AVAILABLE DATA:
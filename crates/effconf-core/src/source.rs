//! Named, ordered property sources

use effconf_fs::PropertyMap;
use serde::Serialize;

/// Fixed ordinals of the configuration tiers. Higher wins.
pub mod ordinal {
    /// Properties forced by the build tool itself
    pub const FORCED: i32 = 600;
    /// Properties declared on the task being run
    pub const TASK: i32 = 500;
    pub const SYSTEM: i32 = 400;
    pub const ENVIRONMENT: i32 = 300;
    /// `.env` file in the project directory
    pub const DOTENV: i32 = 295;
    /// Properties declared in the build script
    pub const BUILD: i32 = 290;
    /// `gradle.properties` and explicitly passed project properties
    pub const PROJECT: i32 = 280;
    /// `config/application.yaml` / `.yml` under the project directory
    pub const PROJECT_CONFIG_YAML: i32 = 265;
    /// `config/application.properties` under the project directory
    pub const PROJECT_CONFIG_PROPERTIES: i32 = 260;
    /// `application.yaml` / `.yml` in a resource directory
    pub const APPLICATION_YAML: i32 = 255;
    /// `application.properties` in a resource directory
    pub const APPLICATION_PROPERTIES: i32 = 250;
    /// `META-INF/microprofile-config.properties` in a resource directory
    pub const MICROPROFILE_CONFIG: i32 = 100;
    /// Caller-supplied defaults
    pub const DEFAULTS: i32 = 0;
}

/// A named mapping of keys to values with an integer priority (ordinal).
///
/// Sources are built once per resolution and never change afterwards.
#[derive(Debug, Clone, PartialEq, Eq)]
pub struct PropertySource {
    name: String,
    ordinal: i32,
    properties: PropertyMap,
}

impl PropertySource {
    pub fn new(name: impl Into<String>, ordinal: i32, properties: PropertyMap) -> Self {
        Self {
            name: name.into(),
            ordinal,
            properties,
        }
    }

    /// Build a source from key/value pairs.
    pub fn from_pairs<I, K, V>(name: impl Into<String>, ordinal: i32, pairs: I) -> Self
    where
        I: IntoIterator<Item = (K, V)>,
        K: Into<String>,
        V: Into<String>,
    {
        Self::new(
            name,
            ordinal,
            pairs
                .into_iter()
                .map(|(k, v)| (k.into(), v.into()))
                .collect(),
        )
    }

    pub fn name(&self) -> &str {
        &self.name
    }

    pub fn ordinal(&self) -> i32 {
        self.ordinal
    }

    pub fn properties(&self) -> &PropertyMap {
        &self.properties
    }

    pub fn get(&self, key: &str) -> Option<&str> {
        self.properties.get(key).map(String::as_str)
    }

    pub fn len(&self) -> usize {
        self.properties.len()
    }

    pub fn is_empty(&self) -> bool {
        self.properties.is_empty()
    }

    /// Summary used for reporting which sources went into a result.
    pub fn info(&self) -> SourceInfo {
        SourceInfo {
            name: self.name.clone(),
            ordinal: self.ordinal,
            entries: self.properties.len(),
        }
    }
}

/// Name, ordinal and size of a source that took part in a merge.
#[derive(Debug, Clone, PartialEq, Eq, Serialize)]
pub struct SourceInfo {
    pub name: String,
    pub ordinal: i32,
    pub entries: usize,
}
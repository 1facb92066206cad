//! Error types for effconf-core

/// Result type for effconf-core operations
pub type Result<T> = std::result::Result<T, Error>;

/// Errors that can occur while resolving configuration
#[derive(Debug, thiserror::Error)]
pub enum Error {
    /// A file-based source could not be read or parsed
    #[error(transparent)]
    Fs(#[from] effconf_fs::Error),

    /// A `${key}` reference names a key that is not configured and has no default
    #[error("Unresolved reference ${{{key}}} in the value of {property}")]
    UnresolvedReference { key: String, property: String },

    /// Expanding a value led back to a key already being expanded
    #[error("Reference cycle while expanding {chain}")]
    ExpansionCycle { chain: String },

    /// A `${` without its closing `}`
    #[error("Unterminated expression in the value of {property}: {value}")]
    UnterminatedExpression { property: String, value: String },
}
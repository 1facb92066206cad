//! Read-only snapshot of process-wide inputs
//!
//! Resolution never consults the process environment directly; it reads the
//! snapshot it was given, which keeps results reproducible in tests.

use effconf_fs::PropertyMap;

/// System properties and environment variables as seen at one point in time.
///
/// Rust processes have no system-property store, so `system` starts empty and
/// is filled by the caller (the CLI maps `-D key=value` arguments onto it).
#[derive(Debug, Clone, Default, PartialEq, Eq)]
pub struct Snapshot {
    system: PropertyMap,
    env: PropertyMap,
}

impl Snapshot {
    /// An empty snapshot: no system properties, no environment.
    pub fn new() -> Self {
        Self::default()
    }

    /// Capture the current process environment.
    ///
    /// Variables whose name or value is not valid UTF-8 are skipped.
    pub fn capture() -> Self {
        let env = std::env::vars_os()
            .filter_map(|(name, value)| Some((name.into_string().ok()?, value.into_string().ok()?)))
            .collect::<PropertyMap>();
        tracing::debug!(variables = env.len(), "Captured environment snapshot");
        Self {
            system: PropertyMap::new(),
            env,
        }
    }

    pub fn with_system_property(
        mut self,
        key: impl Into<String>,
        value: impl Into<String>,
    ) -> Self {
        self.system.insert(key.into(), value.into());
        self
    }

    pub fn with_system_properties<I, K, V>(mut self, entries: I) -> Self
    where
        I: IntoIterator<Item = (K, V)>,
        K: Into<String>,
        V: Into<String>,
    {
        self.system
            .extend(entries.into_iter().map(|(k, v)| (k.into(), v.into())));
        self
    }

    pub fn with_env(mut self, name: impl Into<String>, value: impl Into<String>) -> Self {
        self.env.insert(name.into(), value.into());
        self
    }

    pub fn system(&self) -> &PropertyMap {
        &self.system
    }

    pub fn env(&self) -> &PropertyMap {
        &self.env
    }

    pub fn system_property(&self, key: &str) -> Option<&str> {
        self.system.get(key).map(String::as_str)
    }

    pub fn env_var(&self, name: &str) -> Option<&str> {
        self.env.get(name).map(String::as_str)
    }
}

#[cfg(test)]
mod tests {
    use super::*;

    #[test]
    fn builders_accumulate_entries() {
        let snapshot = Snapshot::new()
            .with_system_property("quarkus.profile", "dev")
            .with_system_properties([("a", "1"), ("b", "2")])
            .with_env("QUARKUS_HTTP_PORT", "9000");

        assert_eq!(snapshot.system_property("quarkus.profile"), Some("dev"));
        assert_eq!(snapshot.system().len(), 3);
        assert_eq!(snapshot.env_var("QUARKUS_HTTP_PORT"), Some("9000"));
        assert_eq!(snapshot.env_var("HOME"), None);
    }

    #[test]
    fn capture_starts_without_system_properties() {
        assert!(Snapshot::capture().system().is_empty());
    }
}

YOUR INSTRUCTIONS:
Scan the data above for the word "while" and report every line where it is found.

ANSWER SECTION:
/// Errors that can occur while resolving configuration
    #[error("Reference cycle while expanding {chain}")]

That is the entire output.